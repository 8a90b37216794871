//! Site configuration management for `localmorph.toml`.
//!
//! # Module Structure
//!
//! ```text
//! config/
//! ├── section/       # [site], [build], [serve]
//! ├── error          # ConfigError, ConfigDiagnostics
//! ├── util           # config file lookup, path resolution
//! └── mod.rs         # SiteConfig (this file)
//! ```
//!
//! The config file is optional: without one every section takes its
//! defaults and the project root is the working directory.
//!
//! # Base URL precedence
//!
//! `--site-url` > `LOCALMORPH_BASE_URL` > `[site] url` > `https://localmorph.app`

mod error;
mod section;
mod util;

pub use error::{ConfigDiagnostics, ConfigError};
pub use section::{BuildSectionConfig, ServeConfig, SiteSectionConfig};

use crate::cli::{BuildArgs, Cli, Commands};
use crate::core::FormatRegistry;
use crate::log;
use anyhow::{Context, Result, bail};
use serde::{Deserialize, Serialize};
use std::fs;
use std::path::{Path, PathBuf};
use util::{find_config_file, resolve_against};

/// Default config file name.
pub const CONFIG_FILE: &str = "localmorph.toml";

/// Environment variable overriding the public base URL.
pub const BASE_URL_ENV: &str = "LOCALMORPH_BASE_URL";

/// Root configuration structure representing localmorph.toml
#[derive(Debug, Clone, Default, Serialize, Deserialize)]
pub struct SiteConfig {
    /// Absolute path to the config file, if one was found (internal use only)
    #[serde(skip)]
    pub config_path: Option<PathBuf>,

    /// Project root: the config file's directory, else the working directory
    #[serde(skip)]
    pub root: PathBuf,

    #[serde(default)]
    pub site: SiteSectionConfig,

    #[serde(default)]
    pub build: BuildSectionConfig,

    #[serde(default)]
    pub serve: ServeConfig,
}

impl SiteConfig {
    /// Load configuration for a CLI invocation.
    pub fn load(cli: &Cli) -> Result<Self> {
        let cwd = std::env::current_dir().context("Failed to get current working directory")?;
        Self::load_from(cli, &cwd, |key| std::env::var(key).ok())
    }

    /// Load configuration searching upward from `cwd`, reading environment
    /// overrides through `env`.
    pub fn load_from(
        cli: &Cli,
        cwd: &Path,
        env: impl Fn(&str) -> Option<String>,
    ) -> Result<Self> {
        let config_path = find_config_file(&cli.config, cwd);

        let mut config = match &config_path {
            Some(path) => Self::from_path(path)?,
            // A missing default config is fine, a missing explicit one is not
            None if cli.config != Path::new(CONFIG_FILE) => {
                bail!(ConfigError::NotFound(cli.config.clone()))
            }
            None => {
                crate::debug!("config"; "no {} found, using defaults", CONFIG_FILE);
                Self::default()
            }
        };

        let root = config_path
            .as_deref()
            .and_then(Path::parent)
            .map_or_else(|| cwd.to_path_buf(), Path::to_path_buf);

        config.config_path = config_path;
        config.root = root;
        config.apply_env(&env);
        config.apply_command_options(cli);
        config.normalize_paths(cli);
        config.validate()?;

        Ok(config)
    }

    /// Load configuration from file path with unknown field detection.
    fn from_path(path: &Path) -> Result<Self> {
        let content =
            fs::read_to_string(path).map_err(|err| ConfigError::Io(path.to_path_buf(), err))?;

        let (config, ignored) = Self::parse_with_ignored(&content)
            .with_context(|| format!("Failed to parse {}", path.display()))?;

        if !ignored.is_empty() {
            Self::print_unknown_fields_warning(&ignored, path);
        }

        Ok(config)
    }

    /// Parse TOML content, collecting any unknown fields.
    fn parse_with_ignored(content: &str) -> Result<(Self, Vec<String>), ConfigError> {
        let mut ignored = Vec::new();
        let deserializer = toml::Deserializer::new(content);
        let config = serde_ignored::deserialize(deserializer, |path: serde_ignored::Path| {
            ignored.push(path.to_string());
        })?;
        Ok((config, ignored))
    }

    fn print_unknown_fields_warning(fields: &[String], path: &Path) {
        let display_path = path
            .file_name()
            .map_or_else(|| path.to_string_lossy(), |n| n.to_string_lossy());
        log!("warning"; "unknown fields in {}, ignoring:", display_path);
        for field in fields {
            eprintln!("- {field}");
        }
    }

    /// Effective public base URL, without a trailing slash.
    pub fn base_url(&self) -> String {
        self.site.base_url()
    }

    /// Format registry shared by routing, rendering and the sitemap.
    pub fn registry(&self) -> FormatRegistry {
        self.build.registry()
    }

    // ========================================================================
    // overrides
    // ========================================================================

    fn apply_env(&mut self, env: &impl Fn(&str) -> Option<String>) {
        if let Some(url) = env(BASE_URL_ENV)
            && !url.trim().is_empty()
        {
            self.site.url = Some(url.trim().to_string());
        }
    }

    /// Apply command-specific configuration options.
    fn apply_command_options(&mut self, cli: &Cli) {
        match &cli.command {
            Commands::Build { build_args } => self.apply_build_args(build_args),
            Commands::Serve {
                build_args,
                interface,
                port,
                ..
            } => {
                self.apply_build_args(build_args);
                self.apply_serve_options(*interface, *port);
            }
            Commands::Routes { args } => {
                if let Some(url) = &args.site_url {
                    self.site.url = Some(url.clone());
                }
            }
            Commands::Convert { args } => crate::logger::set_verbose(args.verbose),
        }
    }

    /// Apply build arguments from CLI.
    fn apply_build_args(&mut self, args: &BuildArgs) {
        crate::logger::set_verbose(args.verbose);

        Self::update_option(&mut self.build.minify, args.minify.as_ref());
        Self::update_option(&mut self.build.sitemap.enable, args.sitemap.as_ref());
        self.build.clean = args.clean;

        if let Some(url) = &args.site_url {
            self.site.url = Some(url.clone());
        }
    }

    /// Apply serve-specific options.
    fn apply_serve_options(&mut self, interface: Option<std::net::IpAddr>, port: Option<u16>) {
        Self::update_option(&mut self.serve.interface, interface.as_ref());
        Self::update_option(&mut self.serve.port, port.as_ref());

        // Local preview links point at the preview server unless a URL was given
        if self.site.url.is_none() {
            self.site.url = Some(format!(
                "http://{}",
                std::net::SocketAddr::new(self.serve.interface, self.serve.port)
            ));
        }
    }

    /// Update config option if CLI value is provided.
    fn update_option<T: Clone>(config_option: &mut T, cli_option: Option<&T>) {
        if let Some(option) = cli_option {
            *config_option = option.clone();
        }
    }

    /// Resolve configured paths against the project root.
    fn normalize_paths(&mut self, cli: &Cli) {
        Self::update_option(&mut self.build.output, cli.output.as_ref());

        self.build.output = resolve_against(&self.root, &self.build.output);
        self.build.public = resolve_against(&self.root, &self.build.public);
        if let Some(shell) = self.build.shell.take() {
            self.build.shell = Some(resolve_against(&self.root, &shell));
        }
    }

    // ========================================================================
    // validation
    // ========================================================================

    /// Validate configuration, reporting every problem at once.
    pub fn validate(&self) -> Result<()> {
        let mut diag = ConfigDiagnostics::new();
        self.site.validate(&mut diag);
        self.build.validate(&self.root, &mut diag);
        diag.into_result()
            .map_err(|e| ConfigError::Diagnostics(e).into())
    }
}

// ============================================================================
// Test Helpers (available to all modules via `use crate::config::test_*`)
// ============================================================================

/// Parse config content. Panics on unknown fields to catch typos in tests.
#[cfg(test)]
pub fn test_parse_config(content: &str) -> SiteConfig {
    let (parsed, ignored) = SiteConfig::parse_with_ignored(content).unwrap();
    assert!(
        ignored.is_empty(),
        "test config has unknown fields: {:?}",
        ignored
    );
    parsed
}

/// Config for a project rooted at `root`, with paths resolved.
#[cfg(test)]
pub fn test_site_config(root: &Path, content: &str) -> SiteConfig {
    let mut config = test_parse_config(content);
    config.root = root.to_path_buf();
    config.build.output = resolve_against(root, &config.build.output);
    config.build.public = resolve_against(root, &config.build.public);
    if let Some(shell) = config.build.shell.take() {
        config.build.shell = Some(resolve_against(root, &shell));
    }
    config
}

#[cfg(test)]
mod tests {
    use super::*;
    use super::section::DEFAULT_BASE_URL;
    use clap::Parser;
    use tempfile::TempDir;

    fn cli(args: &[&str]) -> Cli {
        Cli::parse_from(std::iter::once("localmorph").chain(args.iter().copied()))
    }

    fn no_env(_: &str) -> Option<String> {
        None
    }

    fn with_config(content: &str) -> TempDir {
        let dir = TempDir::new().unwrap();
        fs::write(dir.path().join(CONFIG_FILE), content).unwrap();
        dir
    }

    #[test]
    fn test_from_str_invalid_toml() {
        assert!(SiteConfig::parse_with_ignored("[site\ntitle = \"x\"").is_err());
    }

    #[test]
    fn test_load_without_config_file() {
        let dir = TempDir::new().unwrap();
        let config = SiteConfig::load_from(&cli(&["build"]), dir.path(), no_env).unwrap();

        assert!(config.config_path.is_none());
        assert_eq!(config.root, dir.path());
        assert_eq!(config.build.output, dir.path().join("dist"));
        assert_eq!(config.base_url(), DEFAULT_BASE_URL);
        assert_eq!(config.registry(), FormatRegistry::standard());
    }

    #[test]
    fn test_explicit_missing_config_fails() {
        let dir = TempDir::new().unwrap();
        let err = SiteConfig::load_from(&cli(&["-C", "custom.toml", "build"]), dir.path(), no_env)
            .unwrap_err();
        assert!(err.to_string().contains("custom.toml"));
    }

    #[test]
    fn test_root_is_config_directory() {
        let dir = with_config("[build]\noutput = \"public_html\"");
        let nested = dir.path().join("sub");
        fs::create_dir_all(&nested).unwrap();

        let config = SiteConfig::load_from(&cli(&["build"]), &nested, no_env).unwrap();
        assert_eq!(config.root, dir.path());
        assert_eq!(config.build.output, dir.path().join("public_html"));
    }

    #[test]
    fn test_base_url_precedence() {
        let dir = with_config("[site]\nurl = \"https://config.example\"");
        let env = |key: &str| (key == BASE_URL_ENV).then(|| "https://env.example".to_string());

        let config = SiteConfig::load_from(&cli(&["build"]), dir.path(), no_env).unwrap();
        assert_eq!(config.base_url(), "https://config.example");

        let config = SiteConfig::load_from(&cli(&["build"]), dir.path(), env).unwrap();
        assert_eq!(config.base_url(), "https://env.example");

        let args = ["build", "--site-url", "https://flag.example/"];
        let config = SiteConfig::load_from(&cli(&args), dir.path(), env).unwrap();
        assert_eq!(config.base_url(), "https://flag.example");
    }

    #[test]
    fn test_blank_env_is_ignored() {
        let dir = TempDir::new().unwrap();
        let env = |_: &str| Some("  ".to_string());
        let config = SiteConfig::load_from(&cli(&["build"]), dir.path(), env).unwrap();
        assert_eq!(config.base_url(), DEFAULT_BASE_URL);
    }

    #[test]
    fn test_invalid_base_url_fails_validation() {
        let dir = TempDir::new().unwrap();
        let env = |_: &str| Some("localmorph.app".to_string());
        assert!(SiteConfig::load_from(&cli(&["build"]), dir.path(), env).is_err());
    }

    #[test]
    fn test_cli_overrides() {
        let dir = with_config("[build]\nminify = true\n[build.sitemap]\nenable = true");
        let args = ["-o", "out", "build", "--minify", "false", "--sitemap", "false", "--clean"];
        let config = SiteConfig::load_from(&cli(&args), dir.path(), no_env).unwrap();

        assert_eq!(config.build.output, dir.path().join("out"));
        assert!(!config.build.minify);
        assert!(!config.build.sitemap.enable);
        assert!(config.build.clean);
    }

    #[test]
    fn test_serve_defaults_to_local_url() {
        let dir = TempDir::new().unwrap();
        let config = SiteConfig::load_from(&cli(&["serve", "-p", "8080"]), dir.path(), no_env)
            .unwrap();
        assert_eq!(config.serve.port, 8080);
        assert_eq!(config.base_url(), "http://127.0.0.1:8080");
    }

    #[test]
    fn test_unknown_fields_detected() {
        let content = "[site]\ntitle = \"Test\"\n[unknown_section]\nfield = \"value\"";
        let (config, ignored) = SiteConfig::parse_with_ignored(content).unwrap();

        assert_eq!(config.site.title, "Test");
        assert!(ignored.iter().any(|f| f.contains("unknown_section")));
    }

    #[test]
    fn test_unknown_fields_only_warn() {
        let dir = with_config("[build]\nwatch = true");
        assert!(SiteConfig::load_from(&cli(&["build"]), dir.path(), no_env).is_ok());
    }
}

» The task
Whenever the string "true" shows up in a line of the entries, copy that line.

» The completed task
        let dir = with_config("[build]\nminify = true\n[build.sitemap]\nenable = true");
        let dir = with_config("[build]\nwatch = true");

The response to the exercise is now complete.